Sony Computer Entertainment recently announced their PlayStation Portable 2 and gave us some neat hardware specs to drool over. This device is basically a PS3 for your hands and if that excites you, here is a list of what we can expect to see by the end of 2011.
- 5 inch OLED
- multitouch pad (backside)
- 1 front camera, 1 rear camera
- Quad-core ARM Cortex A9 processor
- SGX543MP4+ gpu
- 960 x 544 pixel resolution, 16 million color
- 3 axis accelerometer
- 3 axis gyroscope
- Wifi (probably g and n)
- 3G Aircard (likely GSM, so AT&T)
- electronic compass
- stereo speakers
- 182mm x 18.6mm x 83.5mm
To find out if Sony will put this hardware to good use, hit the break.
The PSP2 otherwise known as NGP, "Next Generation Portable" will not only feature a slew of new hardware, we can also say good-bye to the XCrossMediaBar used in the PS3, original PSP and high end cameras, which is a potential upgrade but we won't know for sure until we see what they have in mind.
Don't get your hopes up for 3D on the first version of the device. Sony hasn't really been impressed yet with 3D on handheld devices and unless the 3DS does exceedingly well I wouldn't expect it anytime soon. The current design of the device also doesn't make sense for two screens.
Despite all the upgrades and changes to the device it is questionable whether the actual user experience will live up to expectations. NPG is a gaming device first and everything else last. You can look forward to franchises like Call of Duty, Killzone and Reality Fighters as well as access to PS1 games through the PlayStation Suite. Louis Ward, a research manager at IDC, also suggested that NGP running Android 2.3 could open up the doors to social games.

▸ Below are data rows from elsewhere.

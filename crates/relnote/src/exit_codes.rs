//! Exit codes for the CLI

use relnote_core::RelnoteError;

/// General error
pub const ERROR: i32 = 1;

/// Configuration error
pub const CONFIG_ERROR: i32 = 2;

/// Fragment store or fragment parsing error
pub const FRAGMENT_ERROR: i32 = 3;

/// Hosting API error
pub const HOSTING_ERROR: i32 = 4;

/// Template rendering error
pub const RENDER_ERROR: i32 = 5;

/// Map a command failure to the process exit code
pub fn for_error(err: &anyhow::Error) -> i32 {
    match err.downcast_ref::<RelnoteError>() {
        Some(RelnoteError::Config(_)) => CONFIG_ERROR,
        Some(RelnoteError::Fragment(_)) => FRAGMENT_ERROR,
        Some(RelnoteError::Hosting(_)) => HOSTING_ERROR,
        Some(RelnoteError::Render(_)) => RENDER_ERROR,
        _ => ERROR,
    }
}
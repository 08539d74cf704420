//! Fragment store reader

use std::path::{Path, PathBuf};

use tracing::{debug, instrument};

use relnote_core::error::{FragmentError, Result};

/// File name suffixes recognized as fragments
const FRAGMENT_EXTENSIONS: [&str; 2] = [".yaml", ".yml"];

/// Check if a file name denotes a fragment
pub fn is_fragment_file(name: &str) -> bool {
    FRAGMENT_EXTENSIONS.iter().any(|ext| name.ends_with(ext))
}

/// A fragment file in the store
#[derive(Debug, Clone, PartialEq, Eq)]
pub struct FragmentFile {
    /// File name within the store directory
    pub name: String,
    /// Full path on disk
    pub path: PathBuf,
}

/// Directory of changelog fragments
pub struct FragmentStore {
    dir: PathBuf,
}

impl FragmentStore {
    /// Create a store rooted at `dir`
    pub fn new(dir: impl Into<PathBuf>) -> Self {
        Self { dir: dir.into() }
    }

    /// The store directory
    pub fn dir(&self) -> &Path {
        &self.dir
    }

    /// List fragment files, sorted by name.
    ///
    /// Subdirectories and files without a fragment extension are skipped.
    #[instrument(skip(self), fields(dir = %self.dir.display()))]
    pub fn list(&self) -> Result<Vec<FragmentFile>> {
        let unavailable = |source| FragmentError::StoreUnavailable {
            path: self.dir.clone(),
            source,
        };

        let mut files = Vec::new();
        for entry in std::fs::read_dir(&self.dir).map_err(unavailable)? {
            let entry = entry.map_err(unavailable)?;
            let file_type = entry.file_type().map_err(unavailable)?;
            if file_type.is_dir() {
                continue;
            }

            let name = entry.file_name().to_string_lossy().into_owned();
            if !is_fragment_file(&name) {
                debug!(file = %name, "skipping non-fragment file");
                continue;
            }

            files.push(FragmentFile {
                name,
                path: entry.path(),
            });
        }

        files.sort_by(|a, b| a.name.cmp(&b.name));
        debug!(count = files.len(), "listed fragment files");
        Ok(files)
    }

    /// Read the raw bytes of a fragment file; decoding is left to the parser
    pub fn read(&self, file: &FragmentFile) -> Result<Vec<u8>> {
        std::fs::read(&file.path).map_err(|source| {
            FragmentError::StoreUnavailable {
                path: file.path.clone(),
                source,
            }
            .into()
        })
    }
}

#[cfg(test)]
mod tests {
    use super::*;
    use relnote_core::RelnoteError;
    use tempfile::TempDir;

    #[test]
    fn test_is_fragment_file() {
        assert!(is_fragment_file("fix-dns.yml"));
        assert!(is_fragment_file("feat-plugin.yaml"));
        assert!(!is_fragment_file("README.md"));
        assert!(!is_fragment_file(".gitkeep"));
        assert!(!is_fragment_file("notes.yml.bak"));
    }

    #[test]
    fn test_list_filters_and_sorts() {
        let temp = TempDir::new().unwrap();
        std::fs::write(temp.path().join("b.yml"), "message: b").unwrap();
        std::fs::write(temp.path().join("a.yaml"), "message: a").unwrap();
        std::fs::write(temp.path().join("README.md"), "# notes").unwrap();
        std::fs::create_dir(temp.path().join("nested.yml")).unwrap();

        let store = FragmentStore::new(temp.path());
        let names: Vec<String> = store.list().unwrap().into_iter().map(|f| f.name).collect();

        assert_eq!(names, vec!["a.yaml", "b.yml"]);
    }

    #[test]
    fn test_read_content() {
        let temp = TempDir::new().unwrap();
        std::fs::write(temp.path().join("a.yml"), "message: hello").unwrap();

        let store = FragmentStore::new(temp.path());
        let files = store.list().unwrap();
        assert_eq!(store.read(&files[0]).unwrap(), b"message: hello");
    }

    #[test]
    fn test_missing_directory_is_unavailable() {
        let temp = TempDir::new().unwrap();
        let store = FragmentStore::new(temp.path().join("does-not-exist"));

        let err = store.list().unwrap_err();
        assert!(matches!(
            err,
            RelnoteError::Fragment(FragmentError::StoreUnavailable { .. })
        ));
    }
}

That makes sense. This will let them at very little expense expand the games experience to other devices.
I mentioned a 3G aircard in the hardware specs and currently there are plans for one model to be released with it. Of course you will probably need to get a plan with AT&T but don't expect to be able to use the device like a phone or for video chat unless someone hacks it. Sony Ericsson is in the midst of releasing a phone that is smartphone first, gaming device second and it wouldn't make sense to have products cannibalizing each other.
One of the things I wish Sony would give up is proprietary media formats. UMD was a total failure and they are continuing that tradition with another new format which in my opinion will only serve to hold the device back and Ward seems to agree.
All Sony products tend to fall short on the user experience, and that's what kills them. The NGP is no different. Sony is in many ways living in the first part of the last decade in terms of how they'll deliver content.
Are you guys excited for the NGP? I have to admit I'm interested in knowing more but still remain skeptical that Sony will have more success with the platform than in the past.